In February 2021, Mexican President Andrés Manuel López Obrador acknowledged for the first time that criminal groups were experimenting with coca crops and that his government had launched an investigation.
The field discovered in Guerrero was one hectare in size and had a small irrigation system. A few meters away, an abandoned laboratory was also found, as well as tools, chemicals, gasoline, and the clothes of those in charge.
To destroy the crops, the military traveled about 25 minutes on rough roads in all-terrain vehicles, and another half hour on foot through dense vegetation and streams.
Colonel Pérez explains that the soldiers must walk in because from the air it is almost impossible to see the bushes, which are 1.30 meters tall.
root of new problems
In the laboratory where the base paste was produced, there is still a sleeping bag, blankets and a cap belonging to the workers, who according to the military fled in the presence of the troops.
From these places, the paste obtained by mixing chopped leaves with lime, cement, gasoline and ammonium sulfate is usually taken to other facilities to be transformed into cocaine, the officer explains.
For Insight Crime, Mexico is far from shadowing Colombia, with some 204,000 hectares of coca in 2021, according to the UN.
Its specialists believe that possibly techniques are being tested in Mexico to adapt the plant, which is produced at a much lower altitude in Colombia and Peru.
But “although coca cultivation levels remain low, the gradual increase and Guerrero’s history of illicit crops could be sources of problems in the state,” the foundation warns in a report.
In addition to the poverty in which 66 percent of its 3.5 million inhabitants live, Guerrero suffers from the violence of drug trafficking. In 2022 it registered 1,360 intentional homicides.

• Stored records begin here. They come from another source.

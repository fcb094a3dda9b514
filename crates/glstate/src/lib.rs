//! Readable, diffable reports of a graphics context's state.
//!
//! A [`StateSource`] hands typed attribute values to a [`Capture`], which
//! renders each one to text. [`query`] then lays the captured records out as
//! aligned `<name> <value>` lines, optionally sorted, filtered and with long
//! arrays wrapped one element per line.

#![no_std]
#![allow(missing_docs)]
extern crate alloc;

#[cfg(any(test, feature = "fuzzing"))]
extern crate std;

mod byte_buffer;
mod record;
mod render;
mod symbols;

mod assembler;
mod binding_points;
mod error;
mod options;
mod report;
mod snapshot;
mod state;

#[cfg(test)]
mod tests;

pub use assembler::assemble;
pub use binding_points::{BindingPoints, MAX_TEXTURE_LAYERS, TextureTarget};
pub use byte_buffer::{ByteBuffer, MIN_CAPACITY};
pub use error::ReportError;
pub use options::{BitfieldFallback, FormattingOptions, FormattingOrder};
pub use record::{Record, RecordTable};
pub use report::{Report, query};
pub use snapshot::{ApiVersion, Section, StateSnapshot};
pub use state::{ArrayItems, ArrayValue, Capture, StateSource, StateValue};
pub use symbols::SymbolCategory;

pub use bstr::BStr;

After leaving the contingent in charge of incinerating the bushes on the ground, Colonel Pérez shows photos on a cell phone where he only sees disturbed earth where there used to be coca. “This is how it should be,” he says.
AFP/Mexico
The US also warns about crops in Venezuela
In addition to Mexico and Central America, the US government revealed this week, in a report to that country’s congress, that the Maduro regime is increasingly dependent on the drug business for its livelihood. “Increasing evidence of coca cultivation and cocaine production in domestic drug laboratories suggests that Venezuela is now a producing country for illicit drugs, as well as a transit country,” the report says. It adds that “the regime’s lack of cooperation in international drug control, the usurpation of the judicial system, military and security services for illicit purposes, public corruption and cooperation with non-state armed actors and criminal elements provided the ideal conditions for drug trafficking operations and associated violence”.